Wednesday, October 25

Conch-fiscated


As we neared Half Moon Caye someone noticed a small doary within the protected area. When our boat approached, a young kid surfaced wearing snorkel gear and flippers. He had been diving for conch within the boundaries of the Natural Monument, which includes an extensive area of the surrounding atoll, fringing reef and lagoon, in addition to the island (about 9,700 acres). A sack of conch meat and their shells were confiscated by one of the BAS wardens. I couldn't understand their conversation in Spanish. Next, we motored over to the mainboat named Bob Marley. There was another cexchange in Spanish with that fisherman before we continued to Half Moon Caye. While the BAS wardens are responsible for patrolling the area, the Fisheries Department will follow-up with legal actions. I'm not sure how widespread poaching is in Belize. My impression, based on conversations with various Belizeans, is that fishermen are willing to accept the risk because effective patrolling is difficult for managers and the fines are not harsh enough. Further proof, this was not Bob Marley and the sailors' first appearance at Half Moon.

Traditional fishermen travel by sailboat to their destination. Then the fleet of doaries stacked in the mainboat are then taken out by the fishermen. Fishing is the 4th largest industry in Belize and conch is one of the most important products. The Queen Conch (Strombus gigas) is a large marine snail with a spiral-shaped shell and a beautiful pink lining. The meat is exported for commercial purposes (most to the U.S.) and the shells are crafted into art and jewelry. While overfishing is a concern, marine protected areas and management have sustained Belize's Queen Conch population so far. Through adaptive management, conch regulations have changed to include an off-season (which coincides with neighboring countries) and the Fisheries Department and management agencies can look at conch data to determine acceptable catch regulations.
Conch ceviche is a popular appetizer served with tortilla chips. Conch was out of season when I picked up the recipe, I had shrimp instead. Ceviche has many variations, but is basically a simple blending of fresh seafood and citrus juice, with the addition of vegetables and spices.
Ceviche
1 pound medium-small shrimp
2 Tbsp salt
3/4 cup lime juice (juice from 4-6 limes)
3/4 cup lemon juice (juice from 2-3 lemons)
1 sm-med. finely chopped red onion
1 lg. chopped tomato
1 cup chopped cilantro
1 cucumber, peeled diced into 1/2-inch pieces
1 habenero pepper minced (optional)
  1. Shell and devain shrimp (fresh seafood is a must).
  2. In a large pot, bring to a boil 4 quarts of water, salted
    with 2 Tbsp salt. Add the shrimp and cook for 1 minute to 2 minutes max, depending on size of shrimp. (Over-cooking the shrimp will turn it rubbery.) Remove shrimp with a slotted spoon and place into a bowl of ice water to stop the cooking.
  3. Drain the shrimp. Cut each piece of shrimp in half, or into inch-long pieces. Place shrimp in a glass or ceramic bowl. Mix in the lime and lemon juice. Cover and refrigerate for a half hour. Basically what's happening is the shrimp is "cooking" in the acidity.
  4. Strain and repeat washing, whis time adding in onions.
  5. Mix chopped vegetables in right before serving, salt and
    pepper to taste.
(P.S. -You can find more pictures of the recent trip to Half Moon Caye on my Flickr album)

Sunday, October 1

World Bird Festival

Many Belizeans awoke to the sounds of rain and thunder in Belize City, but not the early birds that joined the Belize Audubon Society in celebrating the World Bird Festival. October marks the beginning of a month-long event, initiated by BirdLife International, that connects people with nature. The Belize Audubon Society is a BirdLife Partner.
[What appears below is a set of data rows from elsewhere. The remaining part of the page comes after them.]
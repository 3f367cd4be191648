use clap::{Parser, Subcommand, ValueEnum};
use libloc::{Database, Family, Filter};
use std::net::IpAddr;
use std::path::PathBuf;
use std::process::ExitCode;

/// Default location of the database file on a typical install.
const DEFAULT_DATABASE: &str = "/var/lib/location/database.db";

/// Inspect and query libloc location databases.
#[derive(Parser, Debug)]
#[command(about, version)]
struct Args {
    /// Path to the database file.
    #[arg(long, global = true, default_value = DEFAULT_DATABASE)]
    database: PathBuf,

    /// Enable verbose (debug-level) logging to stderr.
    #[arg(short, long, global = true)]
    verbose: bool,

    #[command(subcommand)]
    command: Command,
}

#[derive(Subcommand, Debug)]
enum Command {
    /// Look up one or more IP addresses.
    Lookup {
        /// Addresses to resolve. Exit code 2 if any address has no match.
        ip_addrs: Vec<IpAddr>,
    },
    /// Print the database's vendor/description/license/creation time.
    Dump,
    /// Verify the database's signature against a PEM-encoded public key.
    Verify {
        /// Path to a PEM-encoded RSA public key.
        #[arg(long)]
        public_key: PathBuf,
    },
    /// List networks in ascending address order, optionally filtered.
    ListNetworks {
        #[arg(long)]
        family: Option<FamilyArg>,
        #[arg(long)]
        asn: Option<u32>,
        #[arg(long)]
        country: Option<String>,
    },
    /// List networks flagged anonymous proxy, satellite provider, or drop.
    ListBogons,
    /// Export networks as a newline-separated CIDR list.
    ///
    /// Conversion to consumer formats (ipset, nftables, BIND zone files) is
    /// outside this crate's scope; pipe this output into a dedicated tool.
    Export {
        #[arg(long)]
        family: Option<FamilyArg>,
        #[arg(long)]
        asn: Option<u32>,
        #[arg(long)]
        country: Option<String>,
    },
}

#[derive(Clone, Copy, Debug, ValueEnum)]
enum FamilyArg {
    V4,
    V6,
}

impl From<FamilyArg> for Family {
    fn from(f: FamilyArg) -> Family {
        match f {
            FamilyArg::V4 => Family::V4,
            FamilyArg::V6 => Family::V6,
        }
    }
}

fn country_code(code: &str) -> Result<[u8; 2], ExitCode> {
    let bytes = code.as_bytes();
    if bytes.len() != 2 {
        eprintln!("error: country code must be exactly two characters: {code}");
        return Err(ExitCode::from(1));
    }
    Ok([bytes[0], bytes[1]])
}

fn build_filter(family: Option<FamilyArg>, asn: Option<u32>, country: Option<&str>) -> Result<Filter, ExitCode> {
    let mut filter = Filter::new();
    if let Some(family) = family {
        filter = filter.family(family.into());
    }
    if let Some(asn) = asn {
        filter = filter.asn(asn);
    }
    if let Some(country) = country {
        filter = filter.country(country_code(country)?);
    }
    Ok(filter)
}

fn main() -> ExitCode {
    let args = Args::parse();
    init_logging(args.verbose);

    match run(&args) {
        Ok(code) => code,
        Err(e) => {
            eprintln!("error: {e}");
            ExitCode::from(1)
        }
    }
}

/// Installs a `tracing-subscriber::fmt` subscriber on stderr. Verbosity
/// follows `RUST_LOG` if set, otherwise `-v` bumps the default from `warn`
/// to `debug`.
fn init_logging(verbose: bool) {
    use tracing_subscriber::EnvFilter;
    let default_level = if verbose { "debug" } else { "warn" };
    let filter = EnvFilter::try_from_default_env().unwrap_or_else(|_| EnvFilter::new(default_level));
    tracing_subscriber::fmt().with_env_filter(filter).with_writer(std::io::stderr).init();
}

fn run(args: &Args) -> Result<ExitCode, Box<dyn std::error::Error>> {
    match &args.command {
        Command::Lookup { ip_addrs } => lookup(args, ip_addrs),
        Command::Dump => dump(args),
        Command::Verify { public_key } => verify(args, public_key),
        Command::ListNetworks { family, asn, country } => {
            list_networks(args, *family, *asn, country.as_deref())
        }
        Command::ListBogons => list_bogons(args),
        Command::Export { family, asn, country } => export(args, *family, *asn, country.as_deref()),
    }
}

fn lookup(args: &Args, ip_addrs: &[IpAddr]) -> Result<ExitCode, Box<dyn std::error::Error>> {
    let db = Database::open(&args.database)?;
    let mut any_missing = false;
    for addr in ip_addrs {
        match db.lookup(*addr) {
            Some(network) => {
                let as_name = db.as_(network.asn()).map(|a| a.name().to_string()).unwrap_or_else(|| "unknown".into());
                let country = db.country(network.country_code());
                let country_name = country.map(|c| c.name().to_string()).unwrap_or_else(|| "unknown".into());
                println!(
                    "{addr} ({}): AS{} {}, {} ({})",
                    network.addrs(),
                    network.asn(),
                    as_name,
                    network.country_code(),
                    country_name,
                );
            }
            None => {
                println!("{addr}: no match");
                any_missing = true;
            }
        }
    }
    Ok(if any_missing { ExitCode::from(2) } else { ExitCode::SUCCESS })
}

fn dump(args: &Args) -> Result<ExitCode, Box<dyn std::error::Error>> {
    let db = Database::open(&args.database)?;
    println!("created_at: {}", db.created_at());
    println!("vendor: {}", db.vendor());
    println!("description: {}", db.description());
    println!("license: {}", db.license());
    Ok(ExitCode::SUCCESS)
}

fn verify(args: &Args, public_key: &PathBuf) -> Result<ExitCode, Box<dyn std::error::Error>> {
    let db = Database::open(&args.database)?;
    let pem = std::fs::read_to_string(public_key)?;
    match db.verify(&pem) {
        Ok(()) => {
            println!("signature OK");
            Ok(ExitCode::SUCCESS)
        }
        Err(e) => {
            println!("signature invalid: {e}");
            Ok(ExitCode::from(1))
        }
    }
}

fn list_networks(
    args: &Args,
    family: Option<FamilyArg>,
    asn: Option<u32>,
    country: Option<&str>,
) -> Result<ExitCode, Box<dyn std::error::Error>> {
    let db = Database::open(&args.database)?;
    let filter = match build_filter(family, asn, country) {
        Ok(f) => f,
        Err(code) => return Ok(code),
    };
    for network in db.list_networks(filter) {
        println!("{} {} AS{}", network.addrs(), network.country_code(), network.asn());
    }
    Ok(ExitCode::SUCCESS)
}

fn list_bogons(args: &Args) -> Result<ExitCode, Box<dyn std::error::Error>> {
    let db = Database::open(&args.database)?;
    for network in db.list_networks(Filter::new()) {
        if network.is_anonymous_proxy() || network.is_satellite_provider() || network.is_drop() {
            println!("{}", network.addrs());
        }
    }
    Ok(ExitCode::SUCCESS)
}

fn export(
    args: &Args,
    family: Option<FamilyArg>,
    asn: Option<u32>,
    country: Option<&str>,
) -> Result<ExitCode, Box<dyn std::error::Error>> {
    let db = Database::open(&args.database)?;
    let filter = match build_filter(family, asn, country) {
        Ok(f) => f,
        Err(code) => return Ok(code),
    };
    for network in db.list_networks(filter) {
        println!("{}", network.addrs());
    }
    Ok(ExitCode::SUCCESS)
}
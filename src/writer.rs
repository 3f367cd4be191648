//! Building and serialising a new database file.

use ipnet::IpNet;
use rsa::RsaPrivateKey;
use std::cell::Cell;
use std::io::Write;
use std::time::{SystemTime, UNIX_EPOCH};
use zerocopy::AsBytes;

use crate::address::Address;
use crate::as_table::AsTableBuilder;
use crate::context::Context;
use crate::country::{self, CountryTableBuilder};
use crate::error::WriteError;
use crate::format::{self, Header, MAGIC_BYTES, MAGIC_LEN, SIGNATURE_MAX_LEN};
use crate::pool::PoolBuilder;
use crate::sign;
use crate::tree::{LeafData, TreeBuilder};

/// Accumulates vendor/description/license, AS, country and network records,
/// then serialises them into a single database file.
///
/// Moves through three states: `Empty` at construction, `Populated` once any
/// `add_*`/`set_*` call has been made (tracked implicitly — no observable
/// difference from `Empty` other than having data), and `Sealed` once
/// [`Writer::write`] succeeds. `add_*`/`set_*`/`write` all reject further
/// calls with [`WriteError::Sealed`] once sealed; a *failed* `write` does not
/// seal the writer, so it remains usable for retry.
pub struct Writer {
    ctx: Context,
    vendor: String,
    description: String,
    license: String,
    as_builder: AsTableBuilder,
    country_builder: CountryTableBuilder,
    tree_builder: TreeBuilder,
    sign_keys: Vec<RsaPrivateKey>,
    sealed: Cell<bool>,
}

impl Writer {
    /// Creates an empty writer with a default, unnamed [`Context`].
    pub fn new() -> Writer {
        Writer::new_with_context(Context::default())
    }

    /// Creates an empty writer, tagging diagnostic spans with `ctx`.
    pub fn new_with_context(ctx: Context) -> Writer {
        Writer {
            ctx,
            vendor: String::new(),
            description: String::new(),
            license: String::new(),
            as_builder: AsTableBuilder::new(),
            country_builder: CountryTableBuilder::new(),
            tree_builder: TreeBuilder::new(),
            sign_keys: Vec::new(),
            sealed: Cell::new(false),
        }
    }

    pub fn context(&self) -> &Context {
        &self.ctx
    }

    /// Whether a prior [`Writer::write`] has sealed this writer; no further
    /// mutation or writes are possible.
    pub fn is_sealed(&self) -> bool {
        self.sealed.get()
    }

    fn ensure_not_sealed(&self) -> Result<(), WriteError> {
        if self.sealed.get() {
            return Err(WriteError::Sealed);
        }
        Ok(())
    }

    pub fn set_vendor(&mut self, vendor: impl Into<String>) -> Result<(), WriteError> {
        self.ensure_not_sealed()?;
        self.vendor = vendor.into();
        Ok(())
    }

    pub fn set_description(&mut self, description: impl Into<String>) -> Result<(), WriteError> {
        self.ensure_not_sealed()?;
        self.description = description.into();
        Ok(())
    }

    pub fn set_license(&mut self, license: impl Into<String>) -> Result<(), WriteError> {
        self.ensure_not_sealed()?;
        self.license = license.into();
        Ok(())
    }

    /// Registers a PEM-encoded RSA private key the database will be signed
    /// with. At most two keys may be registered; the on-disk format has
    /// exactly two signature slots.
    pub fn add_sign_key(&mut self, private_key_pem: &str) -> Result<(), WriteError> {
        self.ensure_not_sealed()?;
        if self.sign_keys.len() >= 2 {
            return Err(WriteError::InvalidArgument("at most two signing keys are supported".into()));
        }
        self.sign_keys.push(sign::parse_private_key(private_key_pem)?);
        Ok(())
    }

    pub fn add_as(&mut self, asn: u32, name: &str) -> Result<(), WriteError> {
        self.ensure_not_sealed()?;
        self.as_builder.add(asn, name)
    }

    pub fn add_country(&mut self, code: &str, continent: &str, name: &str) -> Result<(), WriteError> {
        self.ensure_not_sealed()?;
        self.country_builder.add(code, continent, name)
    }

    /// Adds a network with the given attributes. `net`'s host bits are
    /// ignored; insertion, deduplication and merging follow the same rules
    /// as the on-disk tree's construction.
    pub fn add_network(&mut self, net: IpNet, data: LeafData) -> Result<(), WriteError> {
        self.ensure_not_sealed()?;
        if !country::is_valid_for_leaf(data.country_code) {
            return Err(WriteError::InvalidArgument("invalid country code in network record".into()));
        }
        let (address, prefix) = match net {
            IpNet::V4(n) => (Address::from_v4(n.network()), u32::from(n.prefix_len()) + 96),
            IpNet::V6(n) => (Address::from_v6(n.network()), u32::from(n.prefix_len())),
        };
        self.tree_builder.insert(address, prefix, data);
        Ok(())
    }

    /// Serialises the accumulated data as a database of the given format
    /// `version` and writes it to `sink`, sealing the writer on success.
    pub fn write<W: Write>(&self, sink: &mut W, version: u16) -> Result<(), WriteError> {
        self.ensure_not_sealed()?;
        if version != format::VERSION {
            return Err(WriteError::UnsupportedVersion(version));
        }

        let mut pool = PoolBuilder::new();
        let vendor_off = pool.add(&self.vendor);
        let description_off = pool.add(&self.description);
        let license_off = pool.add(&self.license);

        let as_records: Vec<format::As> = self
            .as_builder
            .sorted_entries()
            .into_iter()
            .map(|(asn, name)| format::As { asn: asn.into(), name: format::StrRef { offset: pool.add(&name).into() } })
            .collect();

        let country_records: Vec<format::Country> = self
            .country_builder
            .sorted_entries()
            .into_iter()
            .map(|(code, continent, name)| format::Country {
                code,
                continent_code: continent,
                name: format::StrRef { offset: pool.add(&name).into() },
            })
            .collect();

        let canonical = self.tree_builder.canonicalize();

        let pool_bytes = pool.into_bytes();
        let as_bytes = as_records.as_slice().as_bytes();
        let networks_bytes = canonical.leaves.as_slice().as_bytes();
        let tree_bytes = canonical.nodes.as_slice().as_bytes();
        let countries_bytes = country_records.as_slice().as_bytes();

        let header_len = std::mem::size_of::<Header>() as u32;
        let pool_off = header_len;
        let as_off = pool_off + pool_bytes.len() as u32;
        let networks_off = as_off + as_bytes.len() as u32;
        let tree_off = networks_off + networks_bytes.len() as u32;
        let countries_off = tree_off + tree_bytes.len() as u32;

        let range = |offset: u32, len: usize| format::FileRange { offset: offset.into(), length: (len as u32).into() };

        let created_at =
            SystemTime::now().duration_since(UNIX_EPOCH).map(|d| d.as_secs()).unwrap_or(0);

        let mut header = Header {
            vendor: format::StrRef { offset: vendor_off.into() },
            description: format::StrRef { offset: description_off.into() },
            license: format::StrRef { offset: license_off.into() },
            created_at: created_at.into(),
            pool: range(pool_off, pool_bytes.len()),
            as_: range(as_off, as_bytes.len()),
            network_tree: range(tree_off, tree_bytes.len()),
            networks: range(networks_off, networks_bytes.len()),
            countries: range(countries_off, countries_bytes.len()),
            signature1_length: 0.into(),
            signature1: [0u8; SIGNATURE_MAX_LEN],
            signature2_length: 0.into(),
            signature2: [0u8; SIGNATURE_MAX_LEN],
        };

        let mut buffer = Vec::with_capacity(MAGIC_LEN + header_len as usize + pool_bytes.len());
        buffer.extend_from_slice(&MAGIC_BYTES);
        buffer.extend_from_slice(&version.to_be_bytes());
        buffer.extend_from_slice(header.as_bytes());
        buffer.extend_from_slice(&pool_bytes);
        buffer.extend_from_slice(as_bytes);
        buffer.extend_from_slice(networks_bytes);
        buffer.extend_from_slice(tree_bytes);
        buffer.extend_from_slice(countries_bytes);

        if !self.sign_keys.is_empty() {
            // The signature block within the header is currently all zero,
            // which is also what a verifier must reconstruct before
            // checking a signature: sign the buffer as it stands.
            let slots = [(&mut header.signature1_length, &mut header.signature1), (
                &mut header.signature2_length,
                &mut header.signature2,
            )];
            for (key, (length, bytes)) in self.sign_keys.iter().zip(slots.into_iter()) {
                let signature = sign::sign(key, &buffer)?;
                length.set(signature.len() as u16);
                bytes[..signature.len()].copy_from_slice(&signature);
            }
            let header_start = MAGIC_LEN;
            buffer[header_start..header_start + header_len as usize].copy_from_slice(header.as_bytes());
        }

        sink.write_all(&buffer)?;
        self.sealed.set(true);
        Ok(())
    }
}

impl Default for Writer {
    fn default() -> Self {
        Writer::new()
    }
}
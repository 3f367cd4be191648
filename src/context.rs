//! An explicit, cheaply-cloned context value threaded through constructors,
//! replacing the process-wide logging context (`loc_ctx`) of the original C
//! library. Carries a name used to tag `tracing` spans; holds no hidden
//! global state.

use std::fmt;

/// Context passed to [`crate::Database::open_with_context`] and
/// [`crate::Writer::new_with_context`].
#[derive(Clone, Debug, Default)]
pub struct Context {
    name: String,
}

impl Context {
    /// Creates a context tagged with `name`, shown in `tracing` spans.
    pub fn new(name: impl Into<String>) -> Context {
        Context { name: name.into() }
    }

    pub fn name(&self) -> &str {
        &self.name
    }
}

impl fmt::Display for Context {
    fn fmt(&self, f: &mut fmt::Formatter<'_>) -> fmt::Result {
        if self.name.is_empty() {
            "<unnamed>".fmt(f)
        } else {
            self.name.fmt(f)
        }
    }
}
// Copyright 2025 the Understory Authors
// SPDX-License-Identifier: Apache-2.0 OR MIT

//! The windowing engine: a bounded pool of line containers over a record list.

use alloc::rc::Rc;
use alloc::vec::Vec;
use core::fmt;
use core::ops::Range;

use kurbo::{Point, Size};
use smallvec::SmallVec;

use crate::layout::line_count;
use crate::{
    ClickHandler, ElementFactory, GridLayout, LineContainer, ScrollAxis, SmoothScroll,
};

/// A virtualized list/grid that recycles a fixed pool of line containers.
///
/// This type:
/// - owns the ordered record list, the layout parameters, and the scroll state,
/// - derives elements per line, line count, content size, and pool capacity on
///   [`RecyclerView::refresh`],
/// - on every scroll change, binds each visible line to pool slot
///   `line % pool_len` and deactivates the remaining slots,
/// - animates index-targeted scrolling with a [`SmoothScroll`] that a drag
///   cancels.
///
/// The number of containers depends only on the viewport and the layout, never
/// on the number of records.
///
/// Coordinates are content coordinates: the origin is the scroll-start edge and
/// the scroll offset is the distance from the content start to the viewport's
/// leading edge, positive downstream on both axes.
pub struct RecyclerView<R, F: ElementFactory<R>> {
    axis: ScrollAxis,
    layout: GridLayout,
    viewport: Size,
    scroll_offset: f64,

    records: Vec<R>,
    factory: F,
    on_click: Option<ClickHandler<R>>,
    pool: Vec<LineContainer<R, F::Element>>,

    elements_per_line: usize,
    line_count: usize,
    content_size: Size,

    scroll: SmoothScroll,
    dragging: bool,
    records_changed: bool,
}

impl<R, F> fmt::Debug for RecyclerView<R, F>
where
    R: fmt::Debug,
    F: ElementFactory<R> + fmt::Debug,
    F::Element: fmt::Debug,
{
    fn fmt(&self, f: &mut fmt::Formatter<'_>) -> fmt::Result {
        f.debug_struct("RecyclerView")
            .field("axis", &self.axis)
            .field("layout", &self.layout)
            .field("viewport", &self.viewport)
            .field("scroll_offset", &self.scroll_offset)
            .field("records", &self.records)
            .field("factory", &self.factory)
            .field("has_click_handler", &self.on_click.is_some())
            .field("pool", &self.pool)
            .field("elements_per_line", &self.elements_per_line)
            .field("line_count", &self.line_count)
            .field("content_size", &self.content_size)
            .field("scroll", &self.scroll)
            .field("dragging", &self.dragging)
            .field("records_changed", &self.records_changed)
            .finish()
    }
}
It wasn't easy for me to get up at 4:30 AM, but I am grateful that I did. In the darkness before sunrise I saw a Yellow-crowned Night-heron perched on a small vessel as we crossed the Swing Bridge. It was calm before the storm and the clouds shielded the suns rays; perfect conditions for birdwatching. A group of about 20 explored the birding hotspots in Belize City. Around the BAS office neighborhood we saw the typical city residents such as, Great-tailed Grackle, Clay-colored Robin, Tropical Mockingbird, and Great Kiskadee. Looking out upon the beautiful sunrise on the Caribbean Sea we saw the Magnificent Frigatebird, Brown Pelican, Laughing Gull, and Sandwich Tern. At the next two stops we picked up a few shorebirds, including the Semi-palmated Plover and Sanderling (pictured). In a vacant overgrown lot we saw orioles, warblers, flycatchers, and other passerines. We discovered many small niche communities throughout Belize City.



The last stop for the caravan of birdwatchers was a place called Birds Isle. By then the storm clouds had creeped all the way in from the sea. Even under the shelter we were able to see birds weathering the heavy rains outside. The streets were flooded when we drove back to our starting point and the rain continued throughout the rest of the afternoon. We tallied almost 60 species for the day.